My home diocese of Santa Rosa, Calif., is in the midst of a sex scandal, involving the bishop (who has resigned), a priest, and possibly other people as well. The details of this particular scandal are not important. Seeing the wounded body of Christ at such a close range has inspired a lot of soul-searching. In this first column so inspired, I want to comment on one of the most common responses to the crisis of sexual impropriety by the clergy.

In the wake of these scandals, many people both inside and outside the Catholic Church wonder whether the time has come to reconsider the Church's discipline of celibacy for priests. I maintain that it is illogical to blame celibacy. In fact, continual reconsideration of a subject that Rome has forcefully closed would actually do more harm than good.

The assumption behind the attack on celibacy is that everyone, especially men, need an outlet for the sexual urge. If people are not provided with legitimate outlets for their sexual desires, they will be driven to illegitimate or inappropriate sexual activity. Therefore, the argument goes, the celibate priesthood is an invitation for the worst kind of inappropriate sexual activity.

Let's analyze this argument. The first premise is that the strength of the sexual urge is a given. A person just has a certain amount of sexual desire that has to be gratified, one way or another. If it isn't gratified in legitimate ways, it will be gratified through some illegitimate means.

There are two problems with this assumption. First, it suggests that we can solve all problems of inappropriate sexual conduct by redefining what is legitimate. A generation ago, sexual activity outside of marriage was almost universally considered improper. Not everyone lived up to this standard of conduct, to be sure. But most everyone accepted the basic code of conduct, and understood the reasons behind it.

Today, by contrast, virtually nothing is considered out of bounds. The American Psychological Association recently published a study suggesting that pedophilia is not harmful to children. Are we really all convinced that we have solved the problem of inappropriate sexual behavior, simply by changing the definitions?

The second problem is more fundamental. The intensity of the sexual urge is not fixed in any particular person. The passions have a logic of their own. If we gratify the passions, they don't go away contentedly. Rather, the passions become more demanding, and more intense, with gratification.

Consider this: why do we have “date rape” on college campuses where the students are living in coed dormitories? These students have plenty of opportunities for sexual activity that carries not a hint of disapproval or repression. Yet female students so often encounter predatory behavior among the men, that it is described as a date rape crisis.

If it were true that having plenty of opportunities for licit sex were a sufficient condition for appropriate sexual behavior, President Clinton ought to be the most appropriate guy around. You can't tell me that the president of the United States, and a married man at that, couldn't have found any outlets for his sexual desires. Surely he could have found women his own age with whom to share carnal knowledge at some location other than the Oval Office.

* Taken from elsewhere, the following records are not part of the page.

use serde::{Deserialize, Serialize};

use crate::DialectError;

/// Source/target dialect pair a converter translates between.
#[derive(Debug, Clone, Copy, Default, PartialEq, Eq, Serialize, Deserialize)]
pub enum ConverterKind {
    #[default]
    #[serde(rename = "mysql-to-oracle")]
    MysqlToOracle,
}

impl ConverterKind {
    pub fn from_name(name: &str) -> Result<Self, DialectError> {
        match name.trim() {
            "mysql-to-oracle" => Ok(Self::MysqlToOracle),
            other => Err(DialectError::Config(format!(
                "unsupported converter '{other}', expected one of: mysql-to-oracle"
            ))),
        }
    }

    pub fn name(self) -> &'static str {
        match self {
            Self::MysqlToOracle => "mysql-to-oracle",
        }
    }
}

/// Settings of one converter instance. Every field has a default, so an empty
/// TOML document is a valid configuration.
#[derive(Debug, Clone, PartialEq, Eq, Serialize, Deserialize)]
#[serde(default, deny_unknown_fields)]
pub struct ConverterConfig {
    pub kind: ConverterKind,
    /// Rewrite backtick-quoted identifiers as double-quoted ones.
    pub quote_identifiers: bool,
    /// Replace the MySQL zero timestamp literal with the target's minimum.
    pub replace_zero_dates: bool,
}

impl Default for ConverterConfig {
    fn default() -> Self {
        Self {
            kind: ConverterKind::MysqlToOracle,
            quote_identifiers: true,
            replace_zero_dates: true,
        }
    }
}

impl ConverterConfig {
    pub fn for_kind(kind: ConverterKind) -> Self {
        Self {
            kind,
            ..Self::default()
        }
    }
}

#[cfg(test)]
mod tests {
    use super::{ConverterConfig, ConverterKind};
    use crate::ErrorCode;

    #[test]
    fn resolves_converter_names() {
        assert_eq!(
            ConverterKind::from_name("mysql-to-oracle"),
            Ok(ConverterKind::MysqlToOracle)
        );
        let error = ConverterKind::from_name("mysql-to-postgres").expect_err("unknown name");
        assert_eq!(error.code(), ErrorCode::Config);
        assert_eq!(ConverterKind::MysqlToOracle.name(), "mysql-to-oracle");
    }

    #[test]
    fn deserializes_with_defaults() {
        let config: ConverterConfig =
            serde_json::from_str(r#"{"replace_zero_dates": false}"#).expect("valid config");
        assert_eq!(config.kind, ConverterKind::MysqlToOracle);
        assert!(config.quote_identifiers);
        assert!(!config.replace_zero_dates);

        let kind: ConverterKind = serde_json::from_str(r#""mysql-to-oracle""#).expect("kind");
        assert_eq!(kind, ConverterKind::MysqlToOracle);
        assert!(serde_json::from_str::<ConverterConfig>(r#"{"dialect": "x"}"#).is_err());
    }
}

The president's case also illustrates the fact that the passions do not follow the normal calculating logic of costs and benefits. Clinton had a sexual harassment lawsuit pending against him. He should have been accustomed to the scrutiny of the media. He knew full well that he had plenty of political enemies. And he couldn't keep his hands off a 21-year-old intern. He wasn't stupid. He was a slave to his passions, as St. Paul explained to us so long ago.

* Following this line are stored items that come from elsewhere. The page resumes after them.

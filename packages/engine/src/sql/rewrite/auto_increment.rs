use std::collections::BTreeMap;

use sqlparser::ast::{Ident, Insert};

use super::FallbackReason;
use crate::schema::SchemaMetadataProvider;
use crate::sql::ast::{ident_matches, insert_values_rows, insert_values_rows_mut};

/// Fills an empty insert column list with the table's columns in schema order.
pub(super) fn materialize_column_list(
    insert: &mut Insert,
    table: &str,
    metadata: &impl SchemaMetadataProvider,
) -> Result<(), FallbackReason> {
    let columns = metadata
        .columns(table)
        .filter(|columns| !columns.is_empty())
        .ok_or_else(|| FallbackReason::MissingColumnList {
            table: table.to_string(),
        })?;
    insert.columns = columns.iter().map(|column| Ident::new(column.as_str())).collect();
    Ok(())
}

pub(super) fn check_row_widths(insert: &Insert) -> Result<(), FallbackReason> {
    let expected = insert.columns.len();
    let rows = insert_values_rows(insert).unwrap_or_default();
    match rows.iter().position(|row| row.len() != expected) {
        Some(row) => Err(FallbackReason::RowWidthMismatch {
            row,
            expected,
            actual: rows[row].len(),
        }),
        None => Ok(()),
    }
}

/// Removes server generated columns from the column list and, at the same
/// positions, from every value row. Returns whether anything was removed.
///
/// Running it again on its own output removes nothing.
pub(super) fn strip_identity_columns(
    insert: &mut Insert,
    table: &str,
    identity: &BTreeMap<String, usize>,
) -> Result<bool, FallbackReason> {
    let positions = insert
        .columns
        .iter()
        .enumerate()
        .filter(|(_, column)| is_identity_column(identity, &column.value))
        .map(|(position, _)| position)
        .collect::<Vec<_>>();
    if positions.is_empty() {
        return Ok(false);
    }
    if positions.len() == insert.columns.len() {
        return Err(FallbackReason::NoColumnsLeft {
            table: table.to_string(),
        });
    }

    for position in positions.iter().rev() {
        insert.columns.remove(*position);
    }
    if let Some(rows) = insert_values_rows_mut(insert) {
        for row in rows.iter_mut() {
            for position in positions.iter().rev() {
                if *position < row.len() {
                    row.remove(*position);
                }
            }
        }
    }
    tracing::debug!(table, removed = positions.len(), "stripped identity columns");
    Ok(true)
}

pub(super) fn is_identity_column(identity: &BTreeMap<String, usize>, column: &str) -> bool {
    identity.keys().any(|name| ident_matches(name, column))
}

The passions such as the sexual urge are not necessarily calmed by being gratified. On the contrary, it is practice at calming the passions that reduces the desire to gratify them. According to both Aristotle and Aquinas, problems like date rape and our libidinous president are the result of overindulging the passions, not of inhibiting the passions.

Many people consider “inhibition” or “repression” a Bad Thing. But we don't seem to have a problem with the idea that people should practice calming the passion of anger, or the passion of greed. We realize that people will not always be successful at channeling their anger in appropriate ways.

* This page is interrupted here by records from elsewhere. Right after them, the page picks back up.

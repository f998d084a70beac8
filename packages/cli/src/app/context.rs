use std::path::Path;

use sqlproxy_dialect::{Converter, ConverterKind};

use crate::error::CliError;
use crate::input;

/// Everything a subcommand needs, resolved once from the global flags.
#[derive(Debug, Clone)]
pub struct AppContext {
    pub converter: Converter,
}

impl AppContext {
    pub fn load(
        config_path: Option<&Path>,
        metadata_path: Option<&Path>,
        converter: Option<&str>,
    ) -> Result<Self, CliError> {
        let mut config = input::load_config(config_path)?;
        if let Some(name) = converter {
            config.kind = ConverterKind::from_name(name)?;
        }
        let metadata = input::load_metadata(metadata_path)?;
        tracing::debug!(
            converter = config.kind.name(),
            tables = metadata.columns.len(),
            "converter context loaded"
        );
        Ok(Self {
            converter: Converter::new(config, metadata),
        })
    }
}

But we recognize that it is necessary to insist that we try. Not trying will lead to more frequent and more destructive outbursts of anger, not fewer and calmer.

This is why the suggestion that the Church abandon its ancient discipline of clerical celibacy is misguided. It does not logically follow that allowing people to have sex more often will guide them into having sex in the right time and the right context. Every person in every state of life has a standard of chastity appropriate to that state of life. Every society has rules about appropriate sexual conduct. And, every society has people who sometimes fail to live up to those standards. The answer to that failure is not to abandon the standards.

Modern society has been attempting to do just that. We have tried to lower the standards of acceptable behavior so that more people have acceptable outlets for their sexual desires. But this has done nothing to reduce the intensity of the desires, nor to channel them away from the few remaining taboo areas. Masochism, sadism and now even incest and pedophilia have unashamed, unabashed advocates in our world.

It is unthinkable that the Catholic Church should follow this trend. Our call is to be a sign of contradiction. And boy, our society sure gives us a lot to contradict. Rather than continually reopening the question of clerical celibacy, we should support our priests in living out their vocation faithfully.

Jennifer Roback Morse is a research fellow at the Hoover Institution.